Extracted data:
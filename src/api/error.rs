//! Structured API error responses with error codes.
//!
//! Every failure surfaces as the structured submission result record, never
//! a raw stack trace; diagnostic detail stays in operator-facing logs.

use axum::http::StatusCode;
use axum::response::{IntoResponse, Response};
use axum::Json;
use serde::{Deserialize, Serialize};

use crate::infra::{SubmitError, UploadRejection};

use super::types::SubmitResponse;

/// Error codes for API responses.
///
/// These codes are stable and can be used by clients for programmatic error
/// handling.
#[derive(Debug, Clone, Copy, PartialEq, Eq, Serialize, Deserialize)]
#[serde(rename_all = "SCREAMING_SNAKE_CASE")]
pub enum ErrorCode {
    // Validation errors (1xxx)
    /// Request body is malformed
    InvalidRequestBody,
    /// Required field is missing
    MissingRequiredField,

    // Upload errors (2xxx)
    /// Uploaded file is not an image
    UnsupportedMediaType,
    /// Uploaded file exceeds the size limit
    UploadTooLarge,

    // Infrastructure errors (8xxx)
    /// Internal server error
    InternalError,
}

impl ErrorCode {
    /// Get the numeric code for this error
    pub fn numeric_code(&self) -> u32 {
        match self {
            ErrorCode::InvalidRequestBody => 1001,
            ErrorCode::MissingRequiredField => 1002,
            ErrorCode::UnsupportedMediaType => 2001,
            ErrorCode::UploadTooLarge => 2002,
            ErrorCode::InternalError => 8999,
        }
    }

    /// Get the HTTP status code for this error
    pub fn http_status(&self) -> StatusCode {
        match self {
            // Oversized and invalid uploads both surface as 400 per the
            // submission result contract.
            ErrorCode::InvalidRequestBody => StatusCode::BAD_REQUEST,
            ErrorCode::MissingRequiredField => StatusCode::BAD_REQUEST,
            ErrorCode::UnsupportedMediaType => StatusCode::BAD_REQUEST,
            ErrorCode::UploadTooLarge => StatusCode::BAD_REQUEST,
            ErrorCode::InternalError => StatusCode::INTERNAL_SERVER_ERROR,
        }
    }
}

impl std::fmt::Display for ErrorCode {
    fn fmt(&self, f: &mut std::fmt::Formatter<'_>) -> std::fmt::Result {
        let code_str = match self {
            ErrorCode::InvalidRequestBody => "INVALID_REQUEST_BODY",
            ErrorCode::MissingRequiredField => "MISSING_REQUIRED_FIELD",
            ErrorCode::UnsupportedMediaType => "UNSUPPORTED_MEDIA_TYPE",
            ErrorCode::UploadTooLarge => "UPLOAD_TOO_LARGE",
            ErrorCode::InternalError => "INTERNAL_ERROR",
        };
        write!(f, "{}", code_str)
    }
}

/// A failed submission, rendered as the structured result record.
#[derive(Debug, Clone)]
pub struct ApiError {
    pub code: ErrorCode,
    /// User-facing message.
    pub message: String,
    /// Short diagnostic string carried in the result's `error` field.
    pub detail: Option<String>,
}

impl ApiError {
    pub fn new(code: ErrorCode, message: impl Into<String>) -> Self {
        Self {
            code,
            message: message.into(),
            detail: None,
        }
    }

    pub fn with_detail(mut self, detail: impl Into<String>) -> Self {
        self.detail = Some(detail.into());
        self
    }

    pub fn status(&self) -> StatusCode {
        self.code.http_status()
    }
}

impl IntoResponse for ApiError {
    fn into_response(self) -> Response {
        let status = self.status();
        let code_str = self.code.to_string();
        let body = SubmitResponse {
            success: false,
            message: self.message,
            submission_id: None,
            error: self.detail,
        };
        let mut response = (status, Json(body)).into_response();

        if let Ok(code_value) = axum::http::HeaderValue::from_str(&code_str) {
            response.headers_mut().insert(
                axum::http::header::HeaderName::from_static("x-error-code"),
                code_value,
            );
        }

        response
    }
}

impl From<SubmitError> for ApiError {
    fn from(err: SubmitError) -> Self {
        match err {
            SubmitError::Validation(e) => ApiError::new(
                ErrorCode::MissingRequiredField,
                format!("Missing required field: {}.", e.field),
            )
            .with_detail(e.to_string()),
            SubmitError::UploadRejected(rejection) => {
                let code = match rejection {
                    UploadRejection::TooLarge => ErrorCode::UploadTooLarge,
                    UploadRejection::NotAnImage => ErrorCode::UnsupportedMediaType,
                };
                ApiError::new(code, rejection.to_string())
            }
            SubmitError::BackupWrite(_)
            | SubmitError::Dispatch(_)
            | SubmitError::Cleanup(_)
            | SubmitError::Internal(_) => ApiError::new(
                ErrorCode::InternalError,
                "Error processing submission. Please try again.",
            )
            .with_detail(err.to_string()),
        }
    }
}
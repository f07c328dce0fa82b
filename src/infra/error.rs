//! Error types for the submission pipeline and its collaborators.

use thiserror::Error;

use crate::domain::ValidationError;

/// Why an uploaded file was refused at the transport boundary.
#[derive(Debug, Clone, Copy, PartialEq, Eq)]
pub enum UploadRejection {
    /// MIME type does not start with `image/`.
    NotAnImage,
    /// Payload exceeds the upload size limit.
    TooLarge,
}

impl std::fmt::Display for UploadRejection {
    fn fmt(&self, f: &mut std::fmt::Formatter<'_>) -> std::fmt::Result {
        match self {
            UploadRejection::NotAnImage => write!(f, "Only image files are allowed!"),
            UploadRejection::TooLarge => write!(f, "File too large. Maximum size is 5MB."),
        }
    }
}

/// Errors that can occur while processing one submission.
///
/// Only `Validation` and `UploadRejected` flip the caller-visible result to
/// failure. `BackupWrite`, `Dispatch`, and `Cleanup` are logged and swallowed
/// by the pipeline so a partial side-effect failure never prevents the
/// submission from being recorded.
#[derive(Error, Debug)]
pub enum SubmitError {
    /// Required singleton field was empty; aborts before any side effect.
    #[error(transparent)]
    Validation(#[from] ValidationError),

    /// Wrong MIME type or oversized upload; the pipeline is never invoked.
    #[error("upload rejected: {0}")]
    UploadRejected(UploadRejection),

    /// Backup copy could not be written.
    #[error("backup write failed: {0}")]
    BackupWrite(#[source] std::io::Error),

    /// Notification dispatch failed.
    #[error("dispatch failed: {0}")]
    Dispatch(String),

    /// Temporary upload cleanup failed. Logged only, never propagated.
    #[error("cleanup failed: {0}")]
    Cleanup(#[source] std::io::Error),

    /// Unexpected failure.
    #[error("internal error: {0}")]
    Internal(String),
}

/// Result type for pipeline operations.
pub type Result<T> = std::result::Result<T, SubmitError>;
//! Field aligner: zips parallel `name[]` form sequences into per-item rows.
//!
//! The form submits each repeated section (tiers, point credits, reward
//! categories, rewards) as independent parallel sequences keyed by position.
//! Alignment happens once, centrally, against a static rule table; the
//! positional-indexing logic never leaks into the assembler.

use super::fields::RawFieldBag;

/// Defaulting class for one member field, applied by the document assembler
/// when a position is absent.
#[derive(Debug, Clone, Copy, PartialEq, Eq)]
pub enum FieldDefault {
    /// Numeric-looking field, absent positions become `"0"`.
    Zero,
    /// Free-text field, absent positions become `""`.
    Empty,
    /// No defined default; absent positions stay absent.
    Absent,
}

/// One member field of a group: its wire key and defaulting class.
#[derive(Debug, Clone, Copy, PartialEq, Eq)]
pub struct MemberSpec {
    pub key: &'static str,
    pub default: FieldDefault,
}

/// Specification of one aligned group. `members[0]` is the name-bearing
/// field; its sequence length is the group length.
#[derive(Debug, Clone, Copy, PartialEq, Eq)]
pub struct GroupSpec {
    pub name: &'static str,
    pub members: &'static [MemberSpec],
}

/// Rule table for every repeated section of the setup form.
pub static GROUP_SPECS: GroupSpecs = GroupSpecs {
    tiers: GroupSpec {
        name: "tier",
        members: &[
            MemberSpec { key: "tierName[]", default: FieldDefault::Empty },
            MemberSpec { key: "tierBasePoints[]", default: FieldDefault::Zero },
            MemberSpec { key: "tierRoomNights[]", default: FieldDefault::Zero },
            MemberSpec { key: "tierDiscount[]", default: FieldDefault::Zero },
            MemberSpec { key: "tierColorOne[]", default: FieldDefault::Absent },
            MemberSpec { key: "tierColorTwo[]", default: FieldDefault::Absent },
            MemberSpec { key: "tierImage[]", default: FieldDefault::Empty },
            MemberSpec { key: "tierDescription[]", default: FieldDefault::Empty },
        ],
    },
    point_credits: GroupSpec {
        name: "pointCredit",
        members: &[
            MemberSpec { key: "spendingTypeName[]", default: FieldDefault::Empty },
            MemberSpec { key: "spendingTypeCurrency[]", default: FieldDefault::Absent },
            MemberSpec { key: "spendingTypeMultiplier[]", default: FieldDefault::Absent },
        ],
    },
    reward_categories: GroupSpec {
        name: "rewardCategory",
        members: &[
            MemberSpec { key: "rewardCategoryName[]", default: FieldDefault::Empty },
            MemberSpec { key: "rewardCategoryDescription[]", default: FieldDefault::Empty },
        ],
    },
    rewards: GroupSpec {
        name: "reward",
        members: &[
            MemberSpec { key: "rewardName[]", default: FieldDefault::Empty },
            MemberSpec { key: "rewardPoints[]", default: FieldDefault::Zero },
            MemberSpec { key: "rewardCategory[]", default: FieldDefault::Absent },
        ],
    },
};

/// The four groups of the setup form, one spec per repeated section.
#[derive(Debug, Clone, Copy)]
pub struct GroupSpecs {
    pub tiers: GroupSpec,
    pub point_credits: GroupSpec,
    pub reward_categories: GroupSpec,
    pub rewards: GroupSpec,
}

/// Positionally aligned view over one group's member sequences.
///
/// `rows[i][m]` is member `m`'s value for item `i`, `None` when the member's
/// own sequence is shorter than the group. Shape normalization only; content
/// validation and defaulting belong downstream.
#[derive(Debug, Clone, PartialEq, Eq)]
pub struct AlignedGroup {
    pub spec: GroupSpec,
    rows: Vec<Vec<Option<String>>>,
}

impl AlignedGroup {
    pub fn len(&self) -> usize {
        self.rows.len()
    }

    pub fn is_empty(&self) -> bool {
        self.rows.is_empty()
    }

    pub fn rows(&self) -> &[Vec<Option<String>>] {
        &self.rows
    }
}

/// Align one group. Pure and deterministic: identical bag + spec yields an
/// identical group. Group length equals the name-bearing member's sequence
/// length; other members are read positionally.
pub fn align(bag: &RawFieldBag, spec: GroupSpec) -> AlignedGroup {
    let len = spec
        .members
        .first()
        .map(|m| bag.sequence(m.key).len())
        .unwrap_or(0);

    let rows = (0..len)
        .map(|i| {
            spec.members
                .iter()
                .map(|m| bag.sequence(m.key).get(i).cloned())
                .collect()
        })
        .collect();

    AlignedGroup { spec, rows }
}

#[cfg(test)]
mod tests {
    use super::*;

    fn tier_bag() -> RawFieldBag {
        let mut bag = RawFieldBag::new();
        for name in ["Bronze", "Silver", "Gold"] {
            bag.insert("tierName[]", name);
        }
        // Shorter than the name-bearing field on purpose.
        bag.insert("tierBasePoints[]", "0");
        bag.insert("tierBasePoints[]", "1000");
        bag.insert("tierDescription[]", "Entry tier");
        bag
    }

    #[test]
    fn group_length_follows_name_bearing_field() {
        let group = align(&tier_bag(), GROUP_SPECS.tiers);
        assert_eq!(group.len(), 3);
    }

    #[test]
    fn positions_beyond_member_length_are_absent() {
        let group = align(&tier_bag(), GROUP_SPECS.tiers);
        let rows = group.rows();

        // member 1 = tierBasePoints[]
        assert_eq!(rows[0][1].as_deref(), Some("0"));
        assert_eq!(rows[1][1].as_deref(), Some("1000"));
        assert_eq!(rows[2][1], None);

        // member 7 = tierDescription[], only one submitted
        assert_eq!(rows[0][7].as_deref(), Some("Entry tier"));
        assert_eq!(rows[1][7], None);
    }

    #[test]
    fn empty_bag_aligns_to_empty_group() {
        let group = align(&RawFieldBag::new(), GROUP_SPECS.rewards);
        assert!(group.is_empty());
    }

    #[test]
    fn alignment_is_deterministic() {
        let bag = tier_bag();
        let a = align(&bag, GROUP_SPECS.tiers);
        let b = align(&bag, GROUP_SPECS.tiers);
        assert_eq!(a, b);
    }
}
//! Clock seam for timestamp capture.
//!
//! The assembler and the submission-identifier derivation both read the
//! clock exactly once per request, through this trait rather than a hidden
//! global.

use chrono::{DateTime, Utc};

/// Source of the current time.
pub trait Clock: Send + Sync {
    fn now(&self) -> DateTime<Utc>;
}

/// Wall-clock time.
#[derive(Debug, Clone, Copy, Default)]
pub struct SystemClock;

impl Clock for SystemClock {
    fn now(&self) -> DateTime<Utc> {
        Utc::now()
    }
}

/// Clock pinned to a fixed instant, for tests.
#[derive(Debug, Clone, Copy)]
pub struct FixedClock(pub DateTime<Utc>);

impl Clock for FixedClock {
    fn now(&self) -> DateTime<Utc> {
        self.0
    }
}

What the task requires:
In the records above, how many lines hold the string "Display"? Give the number only.

Result for this task:
2